Après avoir repoussé Le Pen à deux reprises pour la présidence, en 2017 et 2022, Macron était considéré par ses partisans comme un stratège politique magistral et peut-être le seul homme politique français capable de faire dérailler la montée de l’extrême droite.
Mais dans les prochains jours, l’alliance centriste de Macron pourrait « exploser », prévient Pierre Mathiot, politologue à Sciences Po Lille. « Le centre droit va se réorganiser sans Macron », prévient-il.
Certains critiques de Macron l’accusent d’adopter un style de gouvernement impérial et de décimer les partis politiques traditionnels d’une manière qui fait des partis extrêmes les seuls débouchés viables pour quiconque est frustré par son programme.
Le Rassemblement national est né d’un mouvement marginal cofondé par le père de Le Pen, Jean-Marie Le Pen, qui a qualifié à plusieurs reprises les chambres à gaz nazies de « génocide ».détail » de l’histoire et a renforcé la toxicité de l’extrême droite dans de nombreux cercles. Mais les efforts de Marine Le Pen et de Bardella pour rendre le parti plus attrayant ont donné des résultats significatifs, et le parti a infligé à la coalition de Macron une défaite humiliante en Élections au Parlement européen le 9 juin.

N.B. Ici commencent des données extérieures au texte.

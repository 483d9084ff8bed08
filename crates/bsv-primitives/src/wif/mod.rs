//! Wallet Import Format (WIF) for private keys.
//!
//! `Base58Check(version || key(32) [|| 0x01])`: the version byte selects the
//! network and the optional trailing `0x01` marks a key whose public key is
//! serialized compressed.

use crate::address::Network;
use crate::base58;
use crate::PrimitivesError;

/// Length of a raw private key scalar in bytes.
pub const PRIVATE_KEY_LEN: usize = 32;

/// Flag byte appended to the key for compressed public keys.
const COMPRESS_MAGIC: u8 = 0x01;

/// Encode a raw 32-byte private key as WIF.
pub fn encode_wif(key: &[u8; PRIVATE_KEY_LEN], compressed: bool, network: Network) -> String {
    let mut payload = Vec::with_capacity(2 + PRIVATE_KEY_LEN);
    payload.push(network.params().wif_prefix);
    payload.extend_from_slice(key);
    if compressed {
        payload.push(COMPRESS_MAGIC);
    }
    base58::check_encode(&payload)
}

/// Decode a WIF string.
///
/// # Returns
/// `(key_bytes, is_compressed, network)`. Fails with `ChecksumMismatch` for
/// a bad checksum and `InvalidWif` for an unknown prefix, a bad payload
/// length, or a 33-byte payload whose last byte is not `0x01`.
pub fn decode_wif(wif: &str) -> Result<([u8; PRIVATE_KEY_LEN], bool, Network), PrimitivesError> {
    let payload = base58::check_decode(wif)?;
    let (&prefix, body) = payload
        .split_first()
        .ok_or_else(|| PrimitivesError::InvalidWif("empty payload".to_string()))?;
    let network = Network::from_wif_prefix(prefix).ok_or_else(|| {
        PrimitivesError::InvalidWif(format!("unknown WIF prefix {:02x}", prefix))
    })?;

    let compressed = match body.len() {
        PRIVATE_KEY_LEN => false,
        n if n == PRIVATE_KEY_LEN + 1 => {
            if body[PRIVATE_KEY_LEN] != COMPRESS_MAGIC {
                return Err(PrimitivesError::InvalidWif(
                    "malformed private key: invalid compression flag".to_string(),
                ));
            }
            true
        }
        n => {
            return Err(PrimitivesError::InvalidWif(format!(
                "malformed private key: invalid length {}",
                n
            )))
        }
    };

    let mut key = [0u8; PRIVATE_KEY_LEN];
    key.copy_from_slice(&body[..PRIVATE_KEY_LEN]);
    Ok((key, compressed, network))
}

#[cfg(test)]
mod tests {
    use super::*;

    const KEY_HEX: &str = "f97c89aaacf0cd2e47ddbacc97dae1f88bec49106ac37716c451dcdd008a4b62";

    fn key() -> [u8; 32] {
        let mut out = [0u8; 32];
        out.copy_from_slice(&hex::decode(KEY_HEX).unwrap());
        out
    }

    #[test]
    fn test_decode_wif_vectors() {
        let cases = [
            ("L5agPjZKceSTkhqZF2dmFptT5LFrbr6ZGPvP7u4A6dvhTrr71WZ9", true, Network::Mainnet),
            ("5KiANv9EHEU4o9oLzZ6A7z4xJJ3uvfK2RLEubBtTz1fSwAbpJ2U", false, Network::Mainnet),
            ("cVwfreZB3i8iv9JpdSStd9PWhZZGGJCFLS4rEKWfbkahibwhticA", true, Network::Testnet),
            ("93UnxexmsTYCmDJdctz4zacuwxQd5prDmH6rfpEyKkQViAVA3me", false, Network::Testnet),
        ];
        for (wif, compressed, network) in cases {
            let decoded = decode_wif(wif).unwrap();
            assert_eq!(decoded, (key(), compressed, network), "{}", wif);
            assert_eq!(encode_wif(&key(), compressed, network), wif);
        }
    }

    #[test]
    fn test_decode_wif_unknown_prefix() {
        let mut payload = vec![0xff];
        payload.extend_from_slice(&key());
        let err = decode_wif(&base58::check_encode(&payload)).unwrap_err();
        assert!(matches!(err, PrimitivesError::InvalidWif(_)));
        assert!(err.to_string().contains("unknown WIF prefix"));
    }

    #[test]
    fn test_decode_wif_bad_compression_flag() {
        let mut payload = vec![0x80];
        payload.extend_from_slice(&key());
        payload.push(0x02);
        assert!(matches!(
            decode_wif(&base58::check_encode(&payload)),
            Err(PrimitivesError::InvalidWif(_))
        ));
    }

    #[test]
    fn test_decode_wif_bad_length() {
        let mut payload = vec![0x80];
        payload.extend_from_slice(&key()[..31]);
        assert!(matches!(
            decode_wif(&base58::check_encode(&payload)),
            Err(PrimitivesError::InvalidWif(_))
        ));
    }

    #[test]
    fn test_decode_wif_bad_checksum() {
        // truncated by one character
        assert!(decode_wif("L5agPjZKceSTkhqZF2dmFptT5LFrbr6ZGPvP7u4A6dvhTrr71WZ").is_err());
        // modified character
        assert!(matches!(
            decode_wif("L5agPjZKceSTkhqZF2dmFptT5LFrbr6ZGPvP7u4A6dvhTrr71WZ8"),
            Err(PrimitivesError::ChecksumMismatch)
        ));
    }
}
//! secp256k1 private key with Bitcoin-specific functionality.
//!
//! Wraps k256 signing key and adds WIF encoding, child key derivation (BRC-42),
//! shared secret computation, and DER and recoverable signing.

use k256::ecdsa::SigningKey;
use k256::{NonZeroScalar, Scalar};
use rand::rngs::OsRng;

use crate::address::Network;
use crate::ec::derivation::{derivation_offset, SharedSecret};
use crate::ec::public_key::PublicKey;
use crate::ec::signature::{RecoverableSignature, Signature};
use crate::wif::{decode_wif, encode_wif, PRIVATE_KEY_LEN};
use crate::PrimitivesError;

/// A secp256k1 private key for signing and key derivation.
///
/// Wraps a k256 `SigningKey` and provides Bitcoin-specific functionality
/// including WIF serialization, BRC-42 child derivation, and ECDH shared secrets.
/// The inner scalar is zeroized when the key is dropped.
#[derive(Clone, Debug)]
pub struct PrivateKey {
    /// The underlying k256 signing key.
    inner: SigningKey,
}

impl PrivateKey {
    /// Generate a new random private key using the OS random number generator.
    ///
    /// # Returns
    /// A new randomly generated `PrivateKey`.
    pub fn new() -> Self {
        PrivateKey {
            inner: SigningKey::random(&mut OsRng),
        }
    }

    /// Create a private key from raw 32-byte scalar.
    ///
    /// # Arguments
    /// * `bytes` - A 32-byte slice representing the private key scalar.
    ///
    /// # Returns
    /// `Ok(PrivateKey)` if the bytes represent a valid scalar on secp256k1,
    /// or an error if the scalar is zero or out of range.
    pub fn from_bytes(bytes: &[u8]) -> Result<Self, PrimitivesError> {
        if bytes.len() != PRIVATE_KEY_LEN {
            return Err(PrimitivesError::InvalidPrivateKey(format!(
                "expected {} bytes, got {}",
                PRIVATE_KEY_LEN,
                bytes.len()
            )));
        }
        let signing_key = SigningKey::from_slice(bytes)
            .map_err(|_| PrimitivesError::InvalidPrivateKey("scalar out of range".to_string()))?;
        Ok(PrivateKey { inner: signing_key })
    }

    /// Create a private key from a hexadecimal string.
    ///
    /// # Arguments
    /// * `hex_str` - A 64-character hex string representing the 32-byte scalar.
    pub fn from_hex(hex_str: &str) -> Result<Self, PrimitivesError> {
        if hex_str.is_empty() {
            return Err(PrimitivesError::InvalidPrivateKey(
                "private key hex is empty".to_string(),
            ));
        }
        let bytes = hex::decode(hex_str)?;
        Self::from_bytes(&bytes)
    }

    /// Create a private key from a WIF (Wallet Import Format) string.
    ///
    /// The network and compression flag carried by the WIF are discarded;
    /// use [`decode_wif`] directly to inspect them.
    ///
    /// # Arguments
    /// * `wif` - A Base58Check-encoded WIF string (compressed or uncompressed).
    ///
    /// # Returns
    /// `Ok(PrivateKey)` on success, or an error if the WIF is malformed or the checksum fails.
    pub fn from_wif(wif: &str) -> Result<Self, PrimitivesError> {
        let (key_bytes, _compressed, _network) = decode_wif(wif)?;
        Self::from_bytes(&key_bytes)
    }

    /// Encode the private key as WIF for `network`.
    ///
    /// # Arguments
    /// * `network` - Selects the version byte (0x80 mainnet, 0xef testnet).
    /// * `compressed` - Whether to append the compressed-public-key flag.
    pub fn to_wif(&self, network: Network, compressed: bool) -> String {
        encode_wif(&self.to_bytes(), compressed, network)
    }

    /// Serialize the private key as a 32-byte big-endian array.
    pub fn to_bytes(&self) -> [u8; PRIVATE_KEY_LEN] {
        self.inner.to_bytes().into()
    }

    /// Serialize the private key as a lowercase hexadecimal string.
    pub fn to_hex(&self) -> String {
        hex::encode(self.to_bytes())
    }

    /// Derive the corresponding public key for this private key.
    pub fn pub_key(&self) -> PublicKey {
        PublicKey::from_k256_verifying_key(self.inner.verifying_key())
    }

    /// Sign a message hash using deterministic RFC6979 nonces.
    ///
    /// Produces a low-S normalized signature per BIP-0062.
    ///
    /// # Arguments
    /// * `hash` - The message hash to sign (should be 32 bytes).
    pub fn sign(&self, hash: &[u8]) -> Result<Signature, PrimitivesError> {
        Signature::sign(hash, self)
    }

    /// Sign a message hash and keep the recovery id.
    pub fn sign_recoverable(&self, hash: &[u8]) -> Result<RecoverableSignature, PrimitivesError> {
        RecoverableSignature::sign(hash, self)
    }

    /// Compute an ECDH shared secret with another public key.
    ///
    /// # Arguments
    /// * `pub_key` - The other party's public key.
    ///
    /// # Returns
    /// The compressed shared point, or an error if the product is the identity.
    pub fn derive_shared_secret(&self, pub_key: &PublicKey) -> Result<SharedSecret, PrimitivesError> {
        SharedSecret::derive(self, pub_key)
    }

    /// Derive a child private key using BRC-42 key derivation.
    ///
    /// Computes an ECDH shared secret with the counterparty, then
    /// `child = self + HMAC-SHA256(shared_secret, invoice_number) mod n`.
    /// The counterparty derives the matching public key with
    /// [`PublicKey::derive_child_public`].
    ///
    /// # Arguments
    /// * `counterparty` - The counterparty's public key.
    /// * `invoice_number` - The invoice number string used as HMAC data.
    ///
    /// # Returns
    /// `Ok(PrivateKey)` with the derived child key, or `DerivationFailed` if
    /// the child scalar is zero.
    pub fn derive_child_private(
        &self,
        counterparty: &PublicKey,
        invoice_number: &str,
    ) -> Result<PrivateKey, PrimitivesError> {
        let shared_secret = self.derive_shared_secret(counterparty)?;
        let offset = derivation_offset(&shared_secret, invoice_number);
        let child = self.to_scalar() + offset;

        let child = Option::<NonZeroScalar>::from(NonZeroScalar::new(child)).ok_or_else(|| {
            tracing::debug!("derived child private key is zero");
            PrimitivesError::DerivationFailed("child private key is zero".to_string())
        })?;
        Ok(PrivateKey {
            inner: SigningKey::from(child),
        })
    }

    /// Access the underlying k256 `SigningKey`.
    pub(crate) fn signing_key(&self) -> &SigningKey {
        &self.inner
    }

    /// Convert the private key to a k256 `Scalar` for arithmetic operations.
    pub(crate) fn to_scalar(&self) -> Scalar {
        *self.inner.as_nonzero_scalar().as_ref()
    }
}

impl Default for PrivateKey {
    fn default() -> Self {
        Self::new()
    }
}

impl PartialEq for PrivateKey {
    fn eq(&self, other: &Self) -> bool {
        self.inner == other.inner
    }
}

impl Eq for PrivateKey {}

Même si Macron n’était pas obligé de dissoudre l’Assemblée nationale française, il a déclaré qu’il n’avait guère le choix. S’il n’avait pas appelé au vote, a-t-il déclaré aux journalistes, « vous m’auriez dit : ‘Ce type a perdu le contact avec la réalité' ».

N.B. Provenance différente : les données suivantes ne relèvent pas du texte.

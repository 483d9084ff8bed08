//! Base58 encoding and decoding with optional checksum support.
//!
//! Raw Base58 uses Bitcoin's alphabet (no `0`, `O`, `I`, `l`). Base58Check
//! appends the first 4 bytes of SHA-256d(payload) before encoding and is the
//! framing shared by addresses and WIF private keys.

use crate::hash::sha256d;
use crate::PrimitivesError;

/// Length of the Base58Check checksum in bytes.
pub const CHECKSUM_LEN: usize = 4;

/// Encode a byte slice to a Base58 string.
///
/// Leading zero bytes are encoded as leading '1' characters.
pub fn encode(data: &[u8]) -> String {
    bs58::encode(data)
        .with_alphabet(bs58::Alphabet::BITCOIN)
        .into_string()
}

/// Decode a Base58 string to a byte vector.
///
/// Leading '1' characters decode to leading zero bytes.
///
/// # Returns
/// `Ok(Vec<u8>)` on success, or `InvalidBase58` for characters outside the alphabet.
pub fn decode(s: &str) -> Result<Vec<u8>, PrimitivesError> {
    bs58::decode(s)
        .with_alphabet(bs58::Alphabet::BITCOIN)
        .into_vec()
        .map_err(|e| PrimitivesError::InvalidBase58(e.to_string()))
}

/// Compute the 4-byte Base58Check checksum of `payload`.
pub fn checksum(payload: &[u8]) -> [u8; CHECKSUM_LEN] {
    let digest = sha256d(payload);
    let mut out = [0u8; CHECKSUM_LEN];
    out.copy_from_slice(&digest[..CHECKSUM_LEN]);
    out
}

/// Encode a byte slice with a 4-byte double-SHA-256 checksum appended (Base58Check).
///
/// # Arguments
/// * `data` - The bytes to encode (typically version byte + payload).
///
/// # Returns
/// `encode(data || checksum(data))`.
pub fn check_encode(data: &[u8]) -> String {
    let mut payload = Vec::with_capacity(data.len() + CHECKSUM_LEN);
    payload.extend_from_slice(data);
    payload.extend_from_slice(&checksum(data));
    encode(&payload)
}

/// Decode a Base58Check string, verifying the 4-byte checksum.
///
/// # Returns
/// The payload without its checksum. Fails with `InvalidBase58` for bad
/// characters or input too short to carry a checksum, and with
/// `ChecksumMismatch` when the recomputed checksum differs.
pub fn check_decode(s: &str) -> Result<Vec<u8>, PrimitivesError> {
    let mut decoded = decode(s)?;
    if decoded.len() < CHECKSUM_LEN {
        return Err(PrimitivesError::InvalidBase58(
            "data too short for checksum".to_string(),
        ));
    }
    let split = decoded.len() - CHECKSUM_LEN;
    if decoded[split..] != checksum(&decoded[..split]) {
        tracing::debug!(len = decoded.len(), "base58check checksum mismatch");
        return Err(PrimitivesError::ChecksumMismatch);
    }
    decoded.truncate(split);
    Ok(decoded)
}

Il semblait parier que l’éventualité d’un gouvernement d’extrême droite mobiliserait ses partisans et renforcerait le mandat de son parti. Mais il semble avoir sous-estimé à la fois l’extrême droite et la gauche française, qui – malgré de profondes divisions – ont réussi à concocter une large alliance, unifiée au moins en partie par l’opposition à Macron.
Même si le taux de participation dimanche a été plus comparable à celui d’une élection présidentielle qu’à celui d’un premier tour des législatives, il semble avoir profité principalement au Rassemblement national et à l’alliance de gauche.
«Il est possible qu’il ait sous-estimé la haine qu’il suscite chez une partie de la population», a déclaré Chloé Morin, auteure et analyste politique.
Rhétorique raciste et antisémite et théories du complot Les propos racistes, antisémites et homophobes tenus par les candidats du Rassemblement national ont été scrutés de près pendant la campagne électorale, et ont amplifié les questions sur le fait de savoir si le changement d’image du parti n’était pas une simple façade. Près d’un candidat du Rassemblement national sur cinq aux élections législatives a tenu des « propos racistes, antisémites et homophobes », a déclaré le Premier ministre français Gabriel Attal lors d’un débat télévisé jeudi.
De nombreux électeurs ne semblent pas avoir été découragés par ces préoccupations.
Dimanche, le leader d’extrême gauche Jean-Luc Mélenchon a présenté sa coalition du Nouveau Front populaire comme « la seule alternative » au Rassemblement national, au milieu des défaites de l’alliance Macron.
Il a déclaré que les candidats de gauche se retireraient des élections où ils s’étaient classés troisièmes et risquaient de diviser les voix au deuxième tour, aidant ainsi les candidats du Rassemblement national à gagner. Ce vœu a fait pression sur Macron et ses alliés pour qu’ils promettent la même chose.
Les projections montrent que jusqu’à 315 élections au second tour pourraient opposer plus de deux candidats.
Attal a dit vaguement que l’alliance centriste retirerait des candidats si leur présence pouvait empêcher la victoire d’un « autre candidat – qui, comme nous – défend les valeurs de la République ».
Mais Macron a parfois décrit l’extrême gauche comme étant tout aussi dangereuse que l’extrême droite.
Mathiot, le politologue, a déclaré que le nombre de courses avec plus de deux candidats pourrait être décisif dimanche prochain. « S’il y a beaucoup de courses triangulaires, le Rassemblement national aura la majorité absolue », a-t-il déclaré.
Rauhala a fait son reportage depuis Bruxelles et Timsit depuis Nice, en France.